Я был уверен, что она хлопочет для родителей.
- Для себя.
Она рассмеялась серебряным колокольчиком.
Я смутился.
- И сколько уже?
- Семь лет.
- Вы так молоды, - вылетело у меня, - совсем ребёнок.
- Все так говорят, но мне уже двадцать семь. - Её глаза лучились. - Диалез молодит.
- И красит, - добавил я, - очищая кровь.
Она снова улыбнулась, а я, сморозив чушь, не знал, как выйти из разговора.
- Живете с родителями? - брякнул я, рисуя её жизнь, привязанную к диалезу. Зачем спрашивать, как же иначе.
- Почему, с мужем.
Я снова зашагал по корридору.
Висевший приговор на мгновенье исчез,
Но только на мгновенье,
Мне не двадцать семь. И я одинок.
Я стал думать о самоубийстве.

Соседу по палате девяносто пять. К нему приставлена сиделка, но н ещё крепкий и делает всё сам. Он кларнетист, выступал на всех подмосках мира, подолгу гастролировал в Америке, Европе. Он был лично знаком со всеми мировыми знаменитостями, гостил у Растроповича, Ойстраха и его последний юбилей в Большом театре был грандиозным.
Его никто не навещает.

- Мне сорок, семьи не завел, дом не построил, - плачет мне в жилетку худощавый лысоватый грузин, - а теперь кому я нужен.
Вчера ему вшили клапан для постоянного диалеза.
Мой диагноз был под вопросом.
Может, обойдётся?
То и дело протирая вспотевший лоб, я метался между страхом и надеждой, не замечая плачущего грузина.
А через день меня посадили на диалез.
И как теперь жить?
Мне никто не звонит.
Целыми днями я ломаю голову, где достать пистолет. 

Тиннитус прошёл.

Хотя дело не в пистолете. “Одним говнюком меньше, - уговариваю я себя – подумаешь, одним меньше”. Но пороху всё равно не хватает. Размазня! Каким был всю жизнь, таким и остался.

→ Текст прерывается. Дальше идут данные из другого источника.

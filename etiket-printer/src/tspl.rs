//! TSPL command builder
//!
//! Provides a fluent API for building TSPL label print data.

use crate::encoding::encode_cp1251;

/// TSPL command builder
///
/// Accumulates TSPL commands as UTF-8 text; [`TsplBuilder::build`] converts
/// the result to CP1251 while preserving the ASCII command frame.
pub struct TsplBuilder {
    buf: String,
}

impl TsplBuilder {
    pub fn new() -> Self {
        Self {
            buf: String::with_capacity(512),
        }
    }

    // === Label Setup ===

    /// Set the label size in millimetres
    pub fn size_mm(&mut self, width: u32, height: u32) -> &mut Self {
        self.command(&format!("SIZE {} mm,{} mm", width, height))
    }

    /// Set the gap between labels in millimetres
    pub fn gap_mm(&mut self, gap: u32, offset: u32) -> &mut Self {
        self.command(&format!("GAP {} mm,{} mm", gap, offset))
    }

    /// Set the print direction (0 or 1)
    pub fn direction(&mut self, direction: u8) -> &mut Self {
        self.command(&format!("DIRECTION {}", direction.min(1)))
    }

    /// Select the printer code page
    pub fn codepage(&mut self, codepage: u16) -> &mut Self {
        self.command(&format!("CODEPAGE {}", codepage))
    }

    /// Clear the image buffer
    pub fn cls(&mut self) -> &mut Self {
        self.command("CLS")
    }

    // === Content ===

    /// Place a text element
    ///
    /// `font` is a TSPL font name ("0" is the scalable font), `x_mul`/`y_mul`
    /// the magnification (1-10). Double quotes inside the content would
    /// terminate the TSPL string literal and are replaced with single quotes.
    pub fn text(
        &mut self,
        x: u32,
        y: u32,
        font: &str,
        rotation: u16,
        x_mul: u8,
        y_mul: u8,
        content: &str,
    ) -> &mut Self {
        self.command(&format!(
            "TEXT {},{},\"{}\",{},{},{},\"{}\"",
            x,
            y,
            font,
            rotation,
            x_mul.clamp(1, 10),
            y_mul.clamp(1, 10),
            sanitize(content),
        ))
    }

    /// Place a barcode element
    ///
    /// `kind` is a TSPL symbology name (e.g. "128", "EAN13");
    /// `readable` 0 hides, 1 prints the human-readable line.
    #[allow(clippy::too_many_arguments)]
    pub fn barcode(
        &mut self,
        x: u32,
        y: u32,
        kind: &str,
        height: u32,
        readable: u8,
        rotation: u16,
        narrow: u8,
        wide: u8,
        content: &str,
    ) -> &mut Self {
        self.command(&format!(
            "BARCODE {},{},\"{}\",{},{},{},{},{},\"{}\"",
            x,
            y,
            kind,
            height,
            readable.min(1),
            rotation,
            narrow,
            wide,
            sanitize(content),
        ))
    }

    /// Issue the print command: `sets` label sets, `copies` copies per set
    pub fn print(&mut self, sets: u32, copies: u32) -> &mut Self {
        self.command(&format!("PRINT {},{}", sets.max(1), copies.max(1)))
    }

    /// Write a raw TSPL command line
    pub fn raw(&mut self, line: &str) -> &mut Self {
        self.command(line)
    }

    fn command(&mut self, line: &str) -> &mut Self {
        self.buf.push_str(line);
        self.buf.push_str("\r\n");
        self
    }

    // === Build ===

    /// Finalize as UTF-8 text (for inspection and tests)
    pub fn finalize(self) -> String {
        self.buf
    }

    /// Build the final byte buffer with CP1251 encoding
    pub fn build(self) -> Vec<u8> {
        encode_cp1251(self.buf.as_bytes())
    }
}

impl Default for TsplBuilder {
    fn default() -> Self {
        Self::new()
    }
}

/// Replace characters that would break a TSPL string literal
fn sanitize(content: &str) -> String {
    content.replace('"', "'")
}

Неделю оформлялись бумаги, мне дали первую группу инвалидности, а после этого я попал в диалезный зал. Вместо кладбища.

https://www.youtube.com/watch?v=KirU3Rk0kCA&t=108s

А вскоре у меня нашли онкологию. На дне колодца, куда меня затягивает, ухмыляется смерть, которая бросает мне под ноги чёрные метки.
Ну вот все и разрешилось. Буднично, будто сигарету докурил. Я перебираю способы уйти из жизни. Традиционные: выброситься из окна , повеситься меня пугают – вот странно, в моем-то положениии. Останаливаюсь на героине, передоз в самый раз, говорят, просто заснешь сладко-сладко. Будто и не жил. А может, так оно и было? Разве это всё не было сном, дурным, бессмысленным сном. К чёрту философию! Итак, героин. Но неожиданно появилась проблема. Я хочу жить! Я страстно хочу жить!